Frank is the founder and CEO of Fielder Capital Group, a New-York based investment adviser that manages money for families and institutions. Frank has 25 years of experience in the investment business, including 15 years in the hedge fund industry working as a research analyst and portfolio manager.
Frank is a chartered financial analyst, (CFA) charterholder and has an MBA from Colombia Business School.
He shares a fascinating story about his unusual rise on Wall Street, and a personal journey inspired by Warren Buffett that eventually uncovered major investing breakthroughs, zeroing in on founders’ personal visions, and long-term success.
NOTES & LINKS
- To follow Dan’s most recent work at Extreme Value, click here.
7:37: Dan begins his explanation of how to value a business by telling you what the assessment DOESN’T include. “It’s not about the PE ratio, or the dividend yield, or the price-to-book value.”
9:48: We all know what $1 buys today… but how do you value the dollars a business will be making a year from now? Dan walks listeners through the opportunity cost of receiving a dollar today vs. tomorrow.
15:21: Dan reveals why the most famous metric of valuation – the PE ratio – is, to him, totally meaningless.
17:05: Dan shows how Beyond Meat’s valuations after its big run are “a little crazy.” In fact, if it had no operating expenses whatsoever, and paid 100% of its revenues back in dividends – it would take investors 70 years to break even at today’s prices.
20:00: Everyone is focused on whether the Fed will cut rates, from President Trump to rank and file economists. Dan shows why the question is overblown, since market behavior is so schizophrenic about rate hike reactions anyway.

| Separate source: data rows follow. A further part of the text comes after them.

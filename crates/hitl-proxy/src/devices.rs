//! Device key directory client.
//!
//! Fetches the human's registered device public keys from the backend REST
//! surface and registers freshly generated agent keys, both authenticated
//! with the external bearer credential.

use std::sync::Arc;
use std::time::Duration;

use async_trait::async_trait;
use serde::Deserialize;
use tracing::{info, warn};

use hitl_types::config::ProxyConfig;
use hitl_types::errors::ProxyError;
use hitl_types::traits::{CredentialProvider, DeviceDirectory};

const DEVICE_KEYS_PATH: &str = "/api/v1/devices/public-keys";
const KEY_REGISTER_PATH: &str = "/api/v1/keys/register";
/// How much response body to keep in error messages.
const BODY_SNIPPET_LEN: usize = 256;

#[derive(Deserialize)]
struct PublicKeysResponse {
    #[serde(default)]
    public_keys: Vec<String>,
}

/// HTTP client for the backend's key directory endpoints.
pub struct DeviceKeyClient {
    client: reqwest::Client,
    base_url: String,
    credentials: Arc<dyn CredentialProvider>,
}

impl DeviceKeyClient {
    /// A directory client for the configured backend.
    pub fn new(
        config: &ProxyConfig,
        credentials: Arc<dyn CredentialProvider>,
    ) -> Result<Self, ProxyError> {
        let client = reqwest::Client::builder()
            .connect_timeout(config.connect_timeout)
            .timeout(config.request_timeout)
            .build()
            .map_err(|e| ProxyError::Config(format!("failed to build HTTP client: {e}")))?;

        Ok(Self {
            client,
            base_url: config.backend_base_url.trim_end_matches('/').to_string(),
            credentials,
        })
    }

    /// Like [`DeviceKeyClient::new`] with an explicit base URL (tests).
    pub fn with_base_url(
        base_url: &str,
        credentials: Arc<dyn CredentialProvider>,
        timeout: Duration,
    ) -> Result<Self, ProxyError> {
        let client = reqwest::Client::builder()
            .timeout(timeout)
            .build()
            .map_err(|e| ProxyError::Config(format!("failed to build HTTP client: {e}")))?;
        Ok(Self {
            client,
            base_url: base_url.trim_end_matches('/').to_string(),
            credentials,
        })
    }

    /// Register the agent's public key with the backend.
    ///
    /// Best-effort: failures are logged and reported as `false`, never
    /// raised. A missing registration only means the human's devices cannot
    /// verify the agent yet; the next proxy start will retry.
    pub async fn register_public_key(&self, public_key_b64: &str) -> bool {
        let token = match self.credentials.bearer_token() {
            Ok(token) => token,
            Err(e) => {
                warn!(error = %e, "skipping public key registration");
                return false;
            }
        };

        let url = format!("{}{KEY_REGISTER_PATH}", self.base_url);
        let body = serde_json::json!({
            "entity_type": "agent",
            "public_key": public_key_b64,
        });

        match self
            .client
            .post(&url)
            .bearer_auth(token)
            .json(&body)
            .send()
            .await
        {
            Ok(response) if response.status().is_success() => {
                info!("registered agent public key with backend");
                true
            }
            Ok(response) => {
                warn!(status = %response.status(), "public key registration rejected");
                false
            }
            Err(e) => {
                warn!(error = %e, "public key registration failed");
                false
            }
        }
    }
}

#[async_trait]
impl DeviceDirectory for DeviceKeyClient {
    /// Fetch the device public keys registered for the authenticated account.
    ///
    /// An empty list is returned as-is: zero registered devices is a
    /// legitimate account state, not a transport failure.
    async fn fetch_device_public_keys(&self) -> Result<Vec<String>, ProxyError> {
        // Fail before any network traffic when no credential is available.
        let token = self.credentials.bearer_token()?;

        let url = format!("{}{DEVICE_KEYS_PATH}", self.base_url);
        let response = self
            .client
            .get(&url)
            .bearer_auth(token)
            .header(reqwest::header::ACCEPT, "application/json")
            .send()
            .await
            .map_err(|e| ProxyError::DeviceKeyFetch {
                status: 0,
                body: e.to_string(),
            })?;

        let status = response.status();
        let body = response.text().await.unwrap_or_default();
        if !status.is_success() {
            return Err(ProxyError::DeviceKeyFetch {
                status: status.as_u16(),
                body: body.chars().take(BODY_SNIPPET_LEN).collect(),
            });
        }

        let parsed: PublicKeysResponse =
            serde_json::from_str(&body).map_err(|e| ProxyError::DeviceKeyFetch {
                status: status.as_u16(),
                body: format!("unparseable device key response: {e}"),
            })?;
        Ok(parsed.public_keys)
    }
}

#[cfg(test)]
mod tests {
    use super::*;
    use axum::routing::{get, post};
    use axum::Router;
    use std::net::SocketAddr;
    use std::sync::atomic::{AtomicU32, Ordering};
    use tokio::net::TcpListener;

    struct FixedToken(&'static str);

    impl CredentialProvider for FixedToken {
        fn bearer_token(&self) -> Result<String, ProxyError> {
            Ok(self.0.to_string())
        }
    }

    struct NoToken;

    impl CredentialProvider for NoToken {
        fn bearer_token(&self) -> Result<String, ProxyError> {
            Err(ProxyError::AuthenticationRequired("not logged in".to_string()))
        }
    }

    async fn start_test_server(app: Router) -> String {
        let listener = TcpListener::bind("127.0.0.1:0").await.unwrap();
        let addr: SocketAddr = listener.local_addr().unwrap();
        tokio::spawn(async move {
            axum::serve(listener, app).await.unwrap();
        });
        format!("http://{addr}")
    }

    fn client(base_url: &str, credentials: Arc<dyn CredentialProvider>) -> DeviceKeyClient {
        DeviceKeyClient::with_base_url(base_url, credentials, Duration::from_secs(5)).unwrap()
    }

    #[tokio::test]
    async fn fetches_registered_keys() {
        let app = Router::new().route(
            "/api/v1/devices/public-keys",
            get(|| async {
                axum::Json(serde_json::json!({"public_keys": ["key-a", "key-b"]}))
            }),
        );
        let base = start_test_server(app).await;

        let keys = client(&base, Arc::new(FixedToken("tok")))
            .fetch_device_public_keys()
            .await
            .unwrap();
        assert_eq!(keys, vec!["key-a", "key-b"]);
    }

    #[tokio::test]
    async fn empty_key_list_is_ok_not_error() {
        let app = Router::new().route(
            "/api/v1/devices/public-keys",
            get(|| async { axum::Json(serde_json::json!({"public_keys": []})) }),
        );
        let base = start_test_server(app).await;

        let keys = client(&base, Arc::new(FixedToken("tok")))
            .fetch_device_public_keys()
            .await
            .unwrap();
        assert!(keys.is_empty());
    }

    #[tokio::test]
    async fn non_success_status_carries_code_and_body() {
        let app = Router::new().route(
            "/api/v1/devices/public-keys",
            get(|| async { (axum::http::StatusCode::UNAUTHORIZED, "token expired") }),
        );
        let base = start_test_server(app).await;

        let err = client(&base, Arc::new(FixedToken("tok")))
            .fetch_device_public_keys()
            .await
            .unwrap_err();
        match err {
            ProxyError::DeviceKeyFetch { status, body } => {
                assert_eq!(status, 401);
                assert!(body.contains("token expired"));
            }
            other => panic!("unexpected error: {other}"),
        }
    }

    #[tokio::test]
    async fn missing_credential_fails_before_any_request() {
        static HITS: AtomicU32 = AtomicU32::new(0);
        let app = Router::new().route(
            "/api/v1/devices/public-keys",
            get(|| async {
                HITS.fetch_add(1, Ordering::SeqCst);
                axum::Json(serde_json::json!({"public_keys": []}))
            }),
        );
        let base = start_test_server(app).await;

        let err = client(&base, Arc::new(NoToken))
            .fetch_device_public_keys()
            .await
            .unwrap_err();
        assert!(matches!(err, ProxyError::AuthenticationRequired(_)));
        assert_eq!(HITS.load(Ordering::SeqCst), 0);
    }

    #[tokio::test]
    async fn register_public_key_is_best_effort() {
        let ok_app = Router::new().route(
            "/api/v1/keys/register",
            post(|| async { axum::Json(serde_json::json!({"status": "ok"})) }),
        );
        let base = start_test_server(ok_app).await;
        assert!(client(&base, Arc::new(FixedToken("tok")))
            .register_public_key("pub-key")
            .await);

        let failing_app = Router::new().route(
            "/api/v1/keys/register",
            post(|| async { axum::http::StatusCode::INTERNAL_SERVER_ERROR }),
        );
        let base = start_test_server(failing_app).await;
        assert!(!client(&base, Arc::new(FixedToken("tok")))
            .register_public_key("pub-key")
            .await);

        // No credential: skipped, not raised.
        assert!(!client(&base, Arc::new(NoToken)).register_public_key("pub-key").await);
    }
}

24:45: Dan introduces this week’s podcast guest, Frank Byrd. Frank is the founder and CEO of Fielder Capital Group, a New-York based investment adviser that manages money for families and institutions. Frank has 25 years of experience in the investment business, including 15 years in the hedge fund industry working as a research analyst and portfolio manager.
25:40: Dan asks Frank when he knew he was going to have a career in finance, and Frank shares how an unglamorous story from his childhood, including a prohibition form his mother, set him on a course to Merrill Lynch.
28:34: Frank explains why the experience of reading one of Warren Buffett’s annual investing letters led to him quitting his successful practice and enrolling in Columbia’s School of Business, like Buffett himself.
35:22: Frank explains the flaw in the saying “let your winners run” and why “exposing yourself to serendipity” can play into Wall Street’s hands – unless you zero in on one important personal factor.
39:50: We tend to think of glamorous tech companies as being market heroes, but Frank illustrates a time frame where “boring companies” walked all over Wall Street tech stars. “I want to remind people that there are a lot of great companies that aren’t tech companies, run by founders.”
46:35: Frank explains why there are always huge opportunities with any great stock – and not just right before it goes vertical. “Go look at the stock charts of any great stock, and you’ll find dramatic declines in the price… it is so important you have the conviction to know what you own and why you own it.”
1:02:46: Joe L. from the mailbag asks Dan how he could possibly be a competent investor in companies like Altius, which he barely understands, and what competence even means (following market conditions closely, understanding cycles, or just understanding the business model?) Dan explains the one point of understanding he boils competence down to.